Acrylic by Barbie Dallmann

I’ve been married a long, long, LONG time. This year will be our 37th Christmas since we met. Frankly, I ran out of good gift ideas several years ago. I’ll admit, Dannie’s not that hard to buy for. He’s happy with anything that displays the Nebraska Cornhuskers logo. So, what am I complaining about? I suppose I’m just bored. Cornhusker duct tape was the best I could do last year. Ugh! I just couldn’t go through it again. When you add in Dannie’s complaining about how hard I am to shop for, I suppose the time was ripe for change.

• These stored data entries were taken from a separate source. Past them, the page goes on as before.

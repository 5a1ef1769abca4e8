//! Request handling layer
//!
//! Entry point and static file serving.

pub mod router;
pub mod static_files;

pub use router::handle_request;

The idea began brewing about six weeks ago. It started as a whimsical fantasy. I turned it over in my imagination and giggled a little. When I began wondering if he would go for it, a smile started. Finally, as I seriously considered whether it could actually work, I broke out in a mischievous grin. I tentatively suggested that I might have a remedy for our annual gift-buying angst. He took the bait, and so here’s what’s up this year. Each of us is buying our own gift. Unoriginal, you say? What if I told you there were rules to this game? (Okay, if you know me well, that’s no surprise!)

Rule #1 – You must buy something you would NEVER buy for yourself.

Rule #2 – You must buy something that you dearly WISH the other person would be thoughtful enough to get for you.

Rule #3 – You must buy the gift with your own personal money.

Rule #4 – You must wrap the gift in a way you would appreciate and enjoy receiving.

Rule #5 – When we open the gifts on Christmas, the other person gets TOTAL credit for buying the gift. Each will express all the gratitude of his or her heart for the PERFECT gift … one you would never buy for yourself, one wrapped to perfection, and one you had always wished for. Gushing thanks is encouraged.

That’s it. Five simple rules to bring a little variety and challenge into our holiday this year.

So far, I’ve learned one very important thing. He has been right all along … I am REALLY hard to shop for!